Thursday, September 9, 2004

More

A few days after my 40th birthday, I got an invitation to try More magazine, the magazine for women over 40. Well, that didn't take long. I was pretty upset about it actually. I wasn't ready to think of myself as an over 40 woman. I was ready to throw the envelope into the trash, uninspected but I couldn't. Curiosity caught me. What does a magazine for women over 40 look like, what kind of articles do they have? Maybe the will be more intelligent than the drivel in Cosmo or Glamour? I looked through it, like the overly curious girl that I am and they had 2 pictures of Jamie Lee Curtis (full article). One with her looking fabulous, like she always does, and one with her in underwear, no makeup, and flat hair. I looked at her and thought, wow she looks like me. I don't mean she looks like me really but she looks about as good as I look, give or take. She has some flab, she has some cellulite. She looks like a normal person. And she's smiling. I would hardly be able to keep from grimacing in her position. What a cool woman! I wanna buy that magazine. And I did. I know it's not good to read women's magazines, but I figured one that actually made me feel good about my body, might be ok.

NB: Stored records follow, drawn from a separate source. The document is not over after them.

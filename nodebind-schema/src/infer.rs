//! Deriving a schema from a host value when none is supplied.
//!
//! Only shape that is fixed by the value's Rust type is used: serde structs
//! carry a static name and static field names, sequences and scalars carry
//! their kind. Values that serialize as maps have keys that only exist at
//! runtime (a `HashMap`, or a dynamic protobuf message whose fields come from
//! a descriptor), so no structural type can be derived from them and
//! inference fails instead of guessing.

use serde::Serialize;

use crate::error::{SchemaError, SchemaResult};
use crate::schema::{StructField, TypeBody, TypeDef, TypeExpr, TypeSystem};
use crate::trace::{trace, Traced};

/// Infers a type system and root type from `value`.
pub fn infer_schema<T: Serialize + ?Sized>(value: &T) -> SchemaResult<(TypeSystem, TypeExpr)> {
    let traced = trace(value)?;
    let mut inferrer = Inferrer {
        system: TypeSystem::new(),
    };
    let root = match inferrer.slot(&traced, "")? {
        Slot::Typed(expr) => expr,
        Slot::Null => TypeExpr::named("Any"),
        Slot::Absent => {
            return Err(SchemaError::uninferable(
                "",
                "an absent value carries no type",
            ));
        }
    };
    Ok((inferrer.system, root))
}

enum Slot {
    Absent,
    Null,
    Typed(TypeExpr),
}

struct Inferrer {
    system: TypeSystem,
}

fn join(path: &str, segment: &str) -> String {
    if path.is_empty() {
        segment.to_string()
    } else {
        format!("{path}/{segment}")
    }
}

fn is_any(expr: &TypeExpr) -> bool {
    matches!(expr, TypeExpr::Named(name) if name == "Any")
}

/// Combines two observations of the same position. `Any` stands for "not
/// observed yet" and yields to the other side.
fn unify(a: &TypeExpr, b: &TypeExpr) -> Option<TypeExpr> {
    match (a, b) {
        _ if a == b => Some(a.clone()),
        _ if is_any(a) => Some(b.clone()),
        _ if is_any(b) => Some(a.clone()),
        (
            TypeExpr::List {
                value: va,
                nullable: na,
            },
            TypeExpr::List {
                value: vb,
                nullable: nb,
            },
        ) => Some(TypeExpr::List {
            value: Box::new(unify(va, vb)?),
            nullable: *na || *nb,
        }),
        _ => None,
    }
}

impl Inferrer {
    fn slot(&mut self, value: &Traced, path: &str) -> SchemaResult<Slot> {
        let expr = match value {
            Traced::Absent => return Ok(Slot::Absent),
            Traced::Null => return Ok(Slot::Null),
            Traced::Bool(_) => TypeExpr::named("Bool"),
            Traced::Int(_) => TypeExpr::named("Int"),
            Traced::Float(_) => TypeExpr::named("Float"),
            Traced::Str(_) | Traced::Variant { .. } => TypeExpr::named("String"),
            Traced::Bytes(_) => TypeExpr::named("Bytes"),
            Traced::Seq(items) => self.list(items, path)?,
            Traced::Struct { name, fields } => self.structure(name, fields, path)?,
            Traced::Map(_) => {
                return Err(SchemaError::uninferable(
                    path,
                    "map keys are only known at runtime, so the value has no static shape; \
                     bind it with an explicit schema",
                ));
            }
        };
        Ok(Slot::Typed(expr))
    }

    fn list(&mut self, items: &[Traced], path: &str) -> SchemaResult<TypeExpr> {
        let mut nullable = false;
        let mut elem: Option<TypeExpr> = None;
        for (i, item) in items.iter().enumerate() {
            let child = join(path, &i.to_string());
            match self.slot(item, &child)? {
                Slot::Absent | Slot::Null => nullable = true,
                Slot::Typed(expr) => {
                    elem = Some(match elem {
                        None => expr,
                        Some(prev) => unify(&prev, &expr).ok_or_else(|| {
                            SchemaError::uninferable(
                                &child,
                                format!("list elements have differing shapes: `{prev}` and `{expr}`"),
                            )
                        })?,
                    });
                }
            }
        }
        Ok(TypeExpr::List {
            value: Box::new(elem.unwrap_or_else(|| TypeExpr::named("Any"))),
            nullable,
        })
    }

    fn structure(
        &mut self,
        name: &str,
        values: &[(&'static str, Traced)],
        path: &str,
    ) -> SchemaResult<TypeExpr> {
        let mut fields = Vec::with_capacity(values.len());
        for (field, value) in values {
            let field = match self.slot(value, &join(path, field))? {
                Slot::Absent => StructField::optional(field, TypeExpr::named("Any")),
                Slot::Null => StructField {
                    nullable: true,
                    ..StructField::required(field, TypeExpr::named("Any"))
                },
                Slot::Typed(expr) => StructField::required(field, expr),
            };
            fields.push(field);
        }

        let merged = match self.system.get(name) {
            None => {
                self.system.insert(TypeDef::structure(name, fields))?;
                return Ok(TypeExpr::named(name));
            }
            Some(existing) => match &existing.body {
                TypeBody::Struct(st) => merge_fields(name, &st.fields, fields, path)?,
                _ => {
                    return Err(SchemaError::uninferable(
                        path,
                        format!("struct name `{name}` collides with a built-in kind"),
                    ));
                }
            },
        };
        self.system.replace(TypeDef::structure(name, merged));
        Ok(TypeExpr::named(name))
    }
}

/// Merges a second observation of struct `name` into the first. Fields seen
/// in only one observation become optional.
fn merge_fields(
    name: &str,
    existing: &[StructField],
    mut observed: Vec<StructField>,
    path: &str,
) -> SchemaResult<Vec<StructField>> {
    let mut merged = Vec::with_capacity(existing.len().max(observed.len()));
    for field in existing {
        match observed.iter().position(|f| f.name == field.name) {
            Some(pos) => {
                let other = observed.remove(pos);
                let ty = unify(&field.ty, &other.ty).ok_or_else(|| {
                    SchemaError::uninferable(
                        &join(path, &field.name),
                        format!(
                            "field of `{name}` is observed as both `{}` and `{}`",
                            field.ty, other.ty
                        ),
                    )
                })?;
                merged.push(StructField {
                    name: field.name.clone(),
                    ty,
                    optional: field.optional || other.optional,
                    nullable: field.nullable || other.nullable,
                });
            }
            None => merged.push(StructField {
                optional: true,
                ..field.clone()
            }),
        }
    }
    merged.extend(observed.into_iter().map(|f| StructField {
        optional: true,
        ..f
    }));
    Ok(merged)
}

#[cfg(test)]
mod tests {
    use super::*;
    use crate::schema::TypeBody;

    #[test]
    fn unify_prefers_observed_over_any() {
        let any_list = TypeExpr::list_of(TypeExpr::named("Any"));
        let int_list = TypeExpr::list_of(TypeExpr::named("Int"));
        assert_eq!(unify(&any_list, &int_list), Some(int_list.clone()));
        assert_eq!(unify(&int_list, &TypeExpr::named("String")), None);
    }

    #[test]
    fn merging_makes_one_sided_fields_optional() {
        let first = vec![
            StructField::required("a", TypeExpr::named("Int")),
            StructField::optional("b", TypeExpr::named("Any")),
        ];
        let second = vec![
            StructField::required("b", TypeExpr::named("String")),
            StructField::required("c", TypeExpr::named("Bool")),
        ];
        let merged = merge_fields("T", &first, second, "").unwrap();
        assert_eq!(merged.len(), 3);
        assert!(merged[0].optional);
        assert_eq!(merged[1].ty, TypeExpr::named("String"));
        assert!(merged[1].optional);
        assert_eq!(merged[2].name, "c");
        assert!(merged[2].optional);
    }

    #[test]
    fn root_map_is_uninferable() {
        let mut map = std::collections::HashMap::new();
        map.insert("k", 1);
        let err = infer_schema(&map).unwrap_err();
        assert!(matches!(err, SchemaError::Uninferable { .. }));
    }

    #[test]
    fn scalar_root_infers_kind() {
        let (system, root) = infer_schema("hello").unwrap();
        assert_eq!(root, TypeExpr::named("String"));
        assert!(matches!(system.get("String").unwrap().body, TypeBody::String));
    }
}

I received the Sept. issue. I like the fall fashions. They look like I could wear them. There is an ok article about Stepmothers, nothing I didn't already know. And there is an article called Meditate or Medicate? Can the spritual approach really help those suffering from depression? Although it advocates meditation, the article cautions that a combination of medicine and meditation may be required. My personal experience is that when I meditate more regularly, I feel better emotionally. Another reason to stop avoiding the cushion.

Sometimes I hear my voice

I found this Natalie Goldberg quote on Whiskey River.

I write because I kept my mouth shut all my life. I write because I am alone and move through the world alone. No one will know what has passed through me, and even more amazing, I don't know.

- Natalie Goldberg
Writing Down The Bones

I copy it here because it is so true for me. I have always been afraid to speak, afraid of the sound of my own voice. In class, I was terrified to be called on, even though I knew the answer. I would sound stupid. To ask a question (as I knew a good student should (this is in college!) I would screw up my courage for minutes, rehearsing in my head, a nervous wreck the whole time and then still chicken out. When I first started to learn about chakras I had the feeling that my throat chakra was blocked (and still is). Lately, after a lot of personal work, I feel more comfortable speaking. There is still more work to do for me to become casual about speaking to more than one person. I still challenge myself. I am volunteering to teach (med students no less eek!) and as I have said before, I want to take acting lessons. It has always been easier for me to write than to speak. But still, showing what I write to the world, that hasn't been easy either. I think each one helps the other. The more I write here and find some kind of acceptance, the easier it is to speak up during meetings at work. The better conversations with strangers at parties turn out, the more my writing flows from my true heart. As Tori Amos sings:

"sometimes I hear my voice and it's been HERE silent all these years"

Wednesday, September 8, 2004

Dusk

This is a poem I wrote more than 20 years ago. I think it relates to the feelings of uncertainty and loneliness that I described in yesterday's post.


I.

Far away a dim light glows
Then the light rays bend
Now, more quickly, the small light goes
Never to be seen again

II.

Why is it that when it's dusk
The world is so hard to see?
It seems that when the vision matters most
The light looks so dim to me

III.

At an earlier age the time was bright
And the roses looked very different from the thorns
But now all the world is night
The dark air is damp from rain
And I often wonder if I am touching a flower
Or, are my fingers too numb to feel the pain?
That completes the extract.